Input data:

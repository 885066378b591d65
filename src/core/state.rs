//! # Forward-only lifecycle states.
//!
//! Each owner (keeper, application) keeps its state in one [`StateCell`], a single atomic word
//! mutated only through compare-and-swap. Concurrent callers attempting the same transition race
//! safely: exactly one wins, the others observe `false`.

use std::marker::PhantomData;
use std::sync::atomic::{AtomicU8, Ordering};

/// States representable in a [`StateCell`].
pub(crate) trait LifecycleState: Copy + Eq {
    fn to_u8(self) -> u8;
    fn from_u8(raw: u8) -> Self;
}

/// Atomic holder of a lifecycle state.
#[derive(Debug)]
pub(crate) struct StateCell<S> {
    raw: AtomicU8,
    _state: PhantomData<S>,
}

impl<S: LifecycleState> StateCell<S> {
    pub(crate) fn new(initial: S) -> Self {
        Self {
            raw: AtomicU8::new(initial.to_u8()),
            _state: PhantomData,
        }
    }

    /// Moves `from → to` if the current state is `from`. Returns whether this caller won.
    pub(crate) fn advance(&self, from: S, to: S) -> bool {
        self.raw
            .compare_exchange(from.to_u8(), to.to_u8(), Ordering::AcqRel, Ordering::Acquire)
            .is_ok()
    }

    pub(crate) fn load(&self) -> S {
        S::from_u8(self.raw.load(Ordering::Acquire))
    }
}

/// Resource keeper states.
///
/// `Init → Ready → Running → Shutdown → Off`. `Starting` is held while services initialize so a
/// concurrent `init` observes a wrong state; a failed init ends in `Off`.
#[derive(Debug, Clone, Copy, PartialEq, Eq)]
pub enum KeeperState {
    /// Created, `init` not called yet.
    Init,
    /// `init` in progress.
    Starting,
    /// Every service initialized; waiting for `watch`.
    Ready,
    /// Health-check loop running.
    Running,
    /// `stop` called; waiting for `release`.
    Shutdown,
    /// Released, or initialization failed.
    Off,
}

impl LifecycleState for KeeperState {
    fn to_u8(self) -> u8 {
        self as u8
    }

    fn from_u8(raw: u8) -> Self {
        match raw {
            0 => KeeperState::Init,
            1 => KeeperState::Starting,
            2 => KeeperState::Ready,
            3 => KeeperState::Running,
            4 => KeeperState::Shutdown,
            _ => KeeperState::Off,
        }
    }
}

/// Application states: `Init → Running → Halt → Shutdown`.
#[derive(Debug, Clone, Copy, PartialEq, Eq)]
pub enum AppState {
    /// Built, `run` not called yet.
    Init,
    /// Main task and resources running.
    Running,
    /// Halt broadcast fired; the main task should wind down.
    Halt,
    /// Done broadcast fired; teardown in progress or finished.
    Shutdown,
}

impl LifecycleState for AppState {
    fn to_u8(self) -> u8 {
        self as u8
    }

    fn from_u8(raw: u8) -> Self {
        match raw {
            0 => AppState::Init,
            1 => AppState::Running,
            2 => AppState::Halt,
            _ => AppState::Shutdown,
        }
    }
}

#[cfg(test)]
mod tests {
    use super::*;

    #[test]
    fn test_advance_only_from_expected_state() {
        let cell = StateCell::new(AppState::Init);
        assert!(!cell.advance(AppState::Running, AppState::Halt));
        assert!(cell.advance(AppState::Init, AppState::Running));
        assert!(!cell.advance(AppState::Init, AppState::Running));
        assert_eq!(cell.load(), AppState::Running);
    }

    #[test]
    fn test_concurrent_advance_has_one_winner() {
        let cell = std::sync::Arc::new(StateCell::new(KeeperState::Running));
        let handles: Vec<_> = (0..8)
            .map(|_| {
                let cell = cell.clone();
                std::thread::spawn(move || cell.advance(KeeperState::Running, KeeperState::Shutdown))
            })
            .collect();
        let winners = handles
            .into_iter()
            .map(|h| h.join().unwrap())
            .filter(|won| *won)
            .count();
        assert_eq!(winners, 1);
        assert_eq!(cell.load(), KeeperState::Shutdown);
    }
}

What you should do: Count how many lines in the material above hold the word "Shutdown", then write the number and nothing more.

Exercise answer: 8